─── Task inputs ───

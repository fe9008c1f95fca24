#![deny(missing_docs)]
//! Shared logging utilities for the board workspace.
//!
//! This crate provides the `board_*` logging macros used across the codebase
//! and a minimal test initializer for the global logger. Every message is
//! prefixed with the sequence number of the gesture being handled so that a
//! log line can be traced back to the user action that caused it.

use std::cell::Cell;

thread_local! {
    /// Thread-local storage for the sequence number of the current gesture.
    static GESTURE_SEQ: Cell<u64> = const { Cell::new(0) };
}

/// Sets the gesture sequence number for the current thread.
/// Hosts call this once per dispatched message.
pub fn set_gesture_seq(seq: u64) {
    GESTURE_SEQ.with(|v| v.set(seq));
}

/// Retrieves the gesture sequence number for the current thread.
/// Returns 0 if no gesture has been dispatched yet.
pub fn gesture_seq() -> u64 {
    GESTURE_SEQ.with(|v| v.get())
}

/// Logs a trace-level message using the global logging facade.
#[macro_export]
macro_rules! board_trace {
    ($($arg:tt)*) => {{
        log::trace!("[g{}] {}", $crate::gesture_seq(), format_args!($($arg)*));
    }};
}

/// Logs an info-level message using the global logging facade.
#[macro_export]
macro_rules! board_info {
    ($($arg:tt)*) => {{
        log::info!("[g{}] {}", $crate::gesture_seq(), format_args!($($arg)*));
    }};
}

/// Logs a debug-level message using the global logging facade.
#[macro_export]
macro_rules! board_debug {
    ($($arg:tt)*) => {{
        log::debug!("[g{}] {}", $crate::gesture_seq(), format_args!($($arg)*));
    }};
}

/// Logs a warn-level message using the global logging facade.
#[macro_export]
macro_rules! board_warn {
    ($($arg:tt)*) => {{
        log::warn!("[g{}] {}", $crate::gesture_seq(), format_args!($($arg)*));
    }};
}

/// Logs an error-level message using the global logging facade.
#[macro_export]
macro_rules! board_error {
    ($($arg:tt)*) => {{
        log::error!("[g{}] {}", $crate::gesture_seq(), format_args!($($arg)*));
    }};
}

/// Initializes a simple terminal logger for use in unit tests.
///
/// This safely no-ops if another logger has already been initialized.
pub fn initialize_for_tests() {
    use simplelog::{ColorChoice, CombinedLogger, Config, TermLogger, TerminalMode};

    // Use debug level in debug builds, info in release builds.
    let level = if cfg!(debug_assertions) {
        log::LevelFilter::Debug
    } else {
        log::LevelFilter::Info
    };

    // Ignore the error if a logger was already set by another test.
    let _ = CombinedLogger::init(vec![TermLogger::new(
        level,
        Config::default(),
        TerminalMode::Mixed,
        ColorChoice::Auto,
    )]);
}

───
─── Task inputs ───

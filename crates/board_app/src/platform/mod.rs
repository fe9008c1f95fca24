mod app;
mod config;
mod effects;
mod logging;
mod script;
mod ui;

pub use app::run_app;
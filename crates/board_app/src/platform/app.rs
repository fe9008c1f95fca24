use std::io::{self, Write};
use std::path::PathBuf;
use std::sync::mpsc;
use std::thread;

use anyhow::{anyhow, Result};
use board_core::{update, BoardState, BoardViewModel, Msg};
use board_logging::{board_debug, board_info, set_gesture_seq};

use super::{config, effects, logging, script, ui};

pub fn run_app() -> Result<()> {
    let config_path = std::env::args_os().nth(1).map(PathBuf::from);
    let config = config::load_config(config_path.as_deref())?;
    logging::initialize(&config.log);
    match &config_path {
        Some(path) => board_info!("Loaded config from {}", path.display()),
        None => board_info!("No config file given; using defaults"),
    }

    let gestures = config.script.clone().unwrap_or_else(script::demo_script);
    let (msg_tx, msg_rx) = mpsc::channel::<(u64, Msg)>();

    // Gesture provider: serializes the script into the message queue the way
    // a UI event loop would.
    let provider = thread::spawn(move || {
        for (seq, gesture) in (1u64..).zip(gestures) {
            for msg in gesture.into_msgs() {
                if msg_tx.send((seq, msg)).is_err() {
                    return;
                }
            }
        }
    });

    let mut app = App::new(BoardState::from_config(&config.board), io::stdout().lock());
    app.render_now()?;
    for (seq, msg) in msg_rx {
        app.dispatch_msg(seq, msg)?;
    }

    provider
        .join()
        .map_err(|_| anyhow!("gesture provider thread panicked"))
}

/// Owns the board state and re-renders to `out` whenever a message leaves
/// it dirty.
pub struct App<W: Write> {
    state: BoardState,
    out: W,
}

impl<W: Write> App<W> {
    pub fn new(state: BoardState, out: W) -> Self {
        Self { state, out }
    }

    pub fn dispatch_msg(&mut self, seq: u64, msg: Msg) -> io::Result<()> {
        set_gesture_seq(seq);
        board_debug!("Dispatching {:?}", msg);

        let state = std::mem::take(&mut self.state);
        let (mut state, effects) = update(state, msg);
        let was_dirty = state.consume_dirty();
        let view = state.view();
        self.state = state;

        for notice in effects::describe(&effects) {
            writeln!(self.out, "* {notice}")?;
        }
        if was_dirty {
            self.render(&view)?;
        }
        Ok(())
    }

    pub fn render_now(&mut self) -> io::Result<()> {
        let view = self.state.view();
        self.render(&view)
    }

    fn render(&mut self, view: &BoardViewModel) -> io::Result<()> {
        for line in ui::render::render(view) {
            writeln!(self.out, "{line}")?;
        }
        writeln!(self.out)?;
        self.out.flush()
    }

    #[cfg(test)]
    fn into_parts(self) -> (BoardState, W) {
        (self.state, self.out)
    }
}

───

• Problem to solve: Across all of the records above, how many lines include the string "script"? Answer with one number only.

• Output for this task: 4